Report how many lines below contain the word "noun", and give only that number.

________________________________________

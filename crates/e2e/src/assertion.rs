//! Assertion engine
//!
//! An assertion is a predicate over a freshly resolved element set, retried
//! under a [`PollPolicy`] until it holds. On timeout the error carries what
//! was last observed so a failure reads as expected-vs-actual.

use serde::{Deserialize, Serialize};
use std::fmt;
use tracing::debug;

use crate::driver::{BrowserDriver, ElementSet};
use crate::error::{E2eError, E2eResult};
use crate::scope::Resolve;
use crate::selector::Selector;
use crate::wait::{poll_until, Attempt, PollOutcome, PollPolicy};

/// Most elements rendered into a failure message
const MAX_OBSERVED: usize = 10;

#[derive(Debug, Clone, PartialEq, Eq, Serialize, Deserialize)]
#[serde(rename_all = "snake_case")]
pub enum Predicate {
    /// Cardinality is exactly `n`
    HaveLength(usize),
    NotExist,
    Exist,
    /// Non-empty, and every element is rendered and not hidden
    BeVisible,
    /// Non-empty, and every element carries `name="value"`
    HaveAttribute { name: String, value: String },
}

impl fmt::Display for Predicate {
    fn fmt(&self, f: &mut fmt::Formatter<'_>) -> fmt::Result {
        match self {
            Predicate::HaveLength(n) => write!(f, "have length {}", n),
            Predicate::NotExist => f.write_str("not exist"),
            Predicate::Exist => f.write_str("exist"),
            Predicate::BeVisible => f.write_str("be visible"),
            Predicate::HaveAttribute { name, value } => {
                write!(f, "have attribute {}=\"{}\"", name, value)
            }
        }
    }
}

impl Predicate {
    /// Evaluate against one resolution. A handle that went stale mid-check
    /// counts as "not yet"; the next poll re-resolves.
    pub async fn holds(&self, driver: &dyn BrowserDriver, set: &ElementSet) -> E2eResult<bool> {
        let result = match self {
            Predicate::HaveLength(n) => Ok(set.len() == *n),
            Predicate::NotExist => Ok(set.is_empty()),
            Predicate::Exist => Ok(!set.is_empty()),
            Predicate::BeVisible => all_visible(driver, set).await,
            Predicate::HaveAttribute { name, value } => {
                all_have_attribute(driver, set, name, value).await
            }
        };
        match result {
            Err(e) if e.is_detached() => Ok(false),
            other => other,
        }
    }
}

async fn all_visible(driver: &dyn BrowserDriver, set: &ElementSet) -> E2eResult<bool> {
    if set.is_empty() {
        return Ok(false);
    }
    for element in set.iter() {
        if !driver.is_visible(element).await? {
            return Ok(false);
        }
    }
    Ok(true)
}

async fn all_have_attribute(
    driver: &dyn BrowserDriver,
    set: &ElementSet,
    name: &str,
    value: &str,
) -> E2eResult<bool> {
    if set.is_empty() {
        return Ok(false);
    }
    for element in set.iter() {
        if driver.attribute(element, name).await?.as_deref() != Some(value) {
            return Ok(false);
        }
    }
    Ok(true)
}

/// What the page looked like at the last poll
#[derive(Debug, Clone, Default, PartialEq, Eq, Serialize, Deserialize)]
pub struct Observation {
    pub count: usize,
    pub elements: Vec<String>,
    pub missing_scope: Option<String>,
}

impl Observation {
    pub async fn capture(driver: &dyn BrowserDriver, set: &ElementSet) -> Self {
        let mut elements = Vec::new();
        for element in set.iter().take(MAX_OBSERVED) {
            let rendered = match driver.describe(element).await {
                Ok(snapshot) => snapshot.to_string(),
                Err(e) if e.is_detached() => "<detached>".to_string(),
                Err(e) => format!("<unavailable: {}>", e),
            };
            elements.push(rendered);
        }
        Self {
            count: set.len(),
            elements,
            missing_scope: set.missing_scope.as_ref().map(Selector::to_string),
        }
    }
}

impl fmt::Display for Observation {
    fn fmt(&self, f: &mut fmt::Formatter<'_>) -> fmt::Result {
        let noun = if self.count == 1 { "element" } else { "elements" };
        write!(f, "{} {}", self.count, noun)?;
        if !self.elements.is_empty() {
            write!(f, ": {}", self.elements.join(", "))?;
            if self.count > self.elements.len() {
                write!(f, ", ... ({} more)", self.count - self.elements.len())?;
            }
        }
        if let Some(scope) = &self.missing_scope {
            write!(f, " (scope {} matched nothing)", scope)?;
        }
        Ok(())
    }
}

/// Re-resolve `target` until `predicate` holds; returns the passing set
pub async fn assert_that(
    target: &dyn Resolve,
    predicate: &Predicate,
    policy: &PollPolicy,
) -> E2eResult<ElementSet> {
    let driver = target.driver();
    let outcome = poll_until(policy, move || async move {
        let set = target.resolve().await?;
        if predicate.holds(driver, &set).await? {
            Ok(Attempt::Done(set))
        } else {
            Ok(Attempt::Retry(set))
        }
    })
    .await?;

    match outcome {
        PollOutcome::Done(set) => {
            debug!("{} should {}: ok", target.describe_target(), predicate);
            Ok(set)
        }
        PollOutcome::TimedOut { last, attempts, .. } => {
            let observed = Observation::capture(driver, &last).await;
            debug!("{} should {}: failed after {} attempt(s)", target.describe_target(), predicate, attempts);
            Err(E2eError::AssertionTimeout {
                selector: target.describe_target(),
                predicate: predicate.to_string(),
                timeout_ms: policy.timeout.as_millis() as u64,
                observed: observed.to_string(),
            })
        }
    }
}
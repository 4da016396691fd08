use serde::{Deserialize, Serialize};

/// Variables of the login mutation.
#[derive(Debug, Clone, Serialize, Deserialize, PartialEq, Eq)]
pub struct LoginVariables {
    pub loginid: String,
    pub password: String,
}

/// `data` payload of the login mutation.
#[derive(Debug, Clone, Serialize, Deserialize, PartialEq, Eq)]
pub struct LoginData {
    pub login: LoginPayload,
}

#[derive(Debug, Clone, Serialize, Deserialize, PartialEq, Eq)]
pub struct LoginPayload {
    pub result: bool,
    pub user: Option<LoginUser>,
}

#[derive(Debug, Clone, Serialize, Deserialize, PartialEq, Eq)]
#[serde(rename_all = "camelCase")]
pub struct LoginUser {
    pub access_token: Option<AccessToken>,
}

#[derive(Debug, Clone, Serialize, Deserialize, PartialEq, Eq)]
pub struct AccessToken {
    pub token: String,
}

impl LoginPayload {
    /// The issued token, if the backend returned one.
    pub fn token(&self) -> Option<&str> {
        self.user
            .as_ref()
            .and_then(|user| user.access_token.as_ref())
            .map(|access| access.token.as_str())
    }
}

/// What a submitted login resolved to.
#[derive(Debug, Clone, Copy, PartialEq, Eq)]
pub enum LoginOutcome {
    /// Token stored and navigation issued.
    Authenticated,
    /// Backend refused the credentials; the notice has been raised.
    Rejected,
}
//! Capabilities the login flow is handed instead of reaching for globals.
//!
//! Everything takes `&self`; implementations that record state use interior
//! mutability, which is enough for the single-threaded UI.

use std::rc::Rc;

use serde_json::Value;

use crate::error::Result;
use crate::graphql::GraphqlRequest;

/// Durable client-side key-value storage.
pub trait KeyValueStore {
    fn get(&self, key: &str) -> Result<Option<String>>;
    fn set(&self, key: &str, value: &str) -> Result<()>;
}

/// Route history the view navigates through.
pub trait Navigator {
    /// Push a new history entry for `path`.
    fn push(&self, path: &str);
}

/// Blocking user-visible notice.
pub trait Notifier {
    fn alert(&self, message: &str);
}

/// Carries a GraphQL request to the backend and returns the raw JSON body.
#[allow(async_fn_in_trait)]
pub trait Transport {
    async fn execute(&self, request: &GraphqlRequest) -> Result<Value>;
}

impl<T: KeyValueStore + ?Sized> KeyValueStore for Rc<T> {
    fn get(&self, key: &str) -> Result<Option<String>> {
        (**self).get(key)
    }

    fn set(&self, key: &str, value: &str) -> Result<()> {
        (**self).set(key, value)
    }
}

impl<T: Navigator + ?Sized> Navigator for Rc<T> {
    fn push(&self, path: &str) {
        (**self).push(path);
    }
}

impl<T: Notifier + ?Sized> Notifier for Rc<T> {
    fn alert(&self, message: &str) {
        (**self).alert(message);
    }
}

impl<T: Transport> Transport for Rc<T> {
    async fn execute(&self, request: &GraphqlRequest) -> Result<Value> {
        (**self).execute(request).await
    }
}
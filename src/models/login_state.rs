use leptos::prelude::*;
use login_core::{CredentialForm, LoggedUser, LoginOutcome, LoginScreen, RequestState};

/// Reactive state owned by one mounted login view.
///
/// Updates go through `try_*` so a response landing after the view has been
/// unmounted is dropped instead of touching a disposed signal.
#[derive(Clone, Copy)]
pub struct LoginState {
    /// Identifier and password as typed
    pub form: RwSignal<CredentialForm>,
    /// Session check, pending until the first response
    pub session: RwSignal<RequestState<Option<LoggedUser>>>,
}

impl LoginState {
    pub fn new() -> Self {
        Self {
            form: RwSignal::new(CredentialForm::new()),
            session: RwSignal::new(RequestState::Pending),
        }
    }

    /// Which of the three screens to render
    pub fn screen(&self) -> LoginScreen {
        self.session.with(LoginScreen::resolve)
    }

    pub fn loginid(&self) -> String {
        self.form.with(|form| form.loginid.clone())
    }

    pub fn password(&self) -> String {
        self.form.with(|form| form.password.clone())
    }

    pub fn edit_loginid(&self, value: Option<String>) {
        self.form.update(|form| form.set_loginid(value));
    }

    pub fn edit_password(&self, value: Option<String>) {
        self.form.update(|form| form.set_password(value));
    }

    /// Snapshot of the form for submission, if the view is still mounted
    pub fn credentials(&self) -> Option<CredentialForm> {
        self.form.try_get_untracked()
    }

    pub fn resolve_session(&self, session: RequestState<Option<LoggedUser>>) {
        if self.session.try_set(session).is_some() {
            tracing::debug!("session check resolved after unmount; ignored");
        }
    }

    pub fn apply_outcome(&self, outcome: LoginOutcome) {
        if self.form.try_update(|form| form.apply_outcome(outcome)).is_none() {
            tracing::debug!(?outcome, "login resolved after unmount; ignored");
        }
    }
}

impl Default for LoginState {
    fn default() -> Self {
        Self::new()
    }
}
use serde::{Deserialize, Serialize};
use serde_json::Value;

use crate::error::{ClientError, Result};

/// Body POSTed to the GraphQL endpoint.
#[derive(Debug, Clone, Serialize, PartialEq)]
#[serde(rename_all = "camelCase")]
pub struct GraphqlRequest {
    pub query: String,
    #[serde(skip_serializing_if = "Option::is_none")]
    pub variables: Option<Value>,
    #[serde(skip_serializing_if = "Option::is_none")]
    pub operation_name: Option<String>,
}

impl GraphqlRequest {
    /// Name used in logs; anonymous documents fall back to `anonymous`.
    pub fn label(&self) -> &str {
        self.operation_name.as_deref().unwrap_or("anonymous")
    }
}

#[derive(Debug, Clone, Deserialize, PartialEq, Eq)]
pub struct GraphqlError {
    pub message: String,
}

/// Response envelope: `data`, `errors`, or both.
#[derive(Debug, Clone, Deserialize)]
pub struct GraphqlResponse<T> {
    pub data: Option<T>,
    #[serde(default)]
    pub errors: Option<Vec<GraphqlError>>,
}

impl<T> GraphqlResponse<T> {
    /// Any reported error wins over partial data.
    pub fn into_result(self) -> Result<T> {
        if let Some(errors) = self.errors.filter(|errors| !errors.is_empty()) {
            return Err(ClientError::Graphql(
                errors.into_iter().map(|e| e.message).collect(),
            ));
        }
        self.data.ok_or(ClientError::MissingData)
    }
}

#[cfg(test)]
mod tests {
    use super::*;
    use serde_json::json;

    #[test]
    fn anonymous_request_omits_optional_fields() {
        let request = GraphqlRequest {
            query: "{ loggedUser { id } }".into(),
            variables: None,
            operation_name: None,
        };
        let body = serde_json::to_value(&request).unwrap();
        assert_eq!(body, json!({ "query": "{ loggedUser { id } }" }));
        assert_eq!(request.label(), "anonymous");
    }

    #[test]
    fn errors_take_precedence_over_data() {
        let response: GraphqlResponse<Value> = serde_json::from_value(json!({
            "data": { "loggedUser": null },
            "errors": [{ "message": "boom" }]
        }))
        .unwrap();
        assert!(matches!(
            response.into_result(),
            Err(ClientError::Graphql(messages)) if messages == vec!["boom".to_string()]
        ));
    }

    #[test]
    fn empty_envelope_is_missing_data() {
        let response: GraphqlResponse<Value> = serde_json::from_value(json!({})).unwrap();
        assert!(matches!(response.into_result(), Err(ClientError::MissingData)));
    }
}
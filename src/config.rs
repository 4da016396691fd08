use login_core::ClientConfig;

/// Config baked in at build time: `LOGIN_UI_GRAPHQL_ENDPOINT` and
/// `LOGIN_UI_LOG_LEVEL`, each optional.
pub fn load() -> ClientConfig {
    ClientConfig::from_overrides(
        option_env!("LOGIN_UI_GRAPHQL_ENDPOINT"),
        option_env!("LOGIN_UI_LOG_LEVEL"),
    )
}
pub mod login_state;

pub use login_state::LoginState;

________________________________________

FINAL ANSWER:
2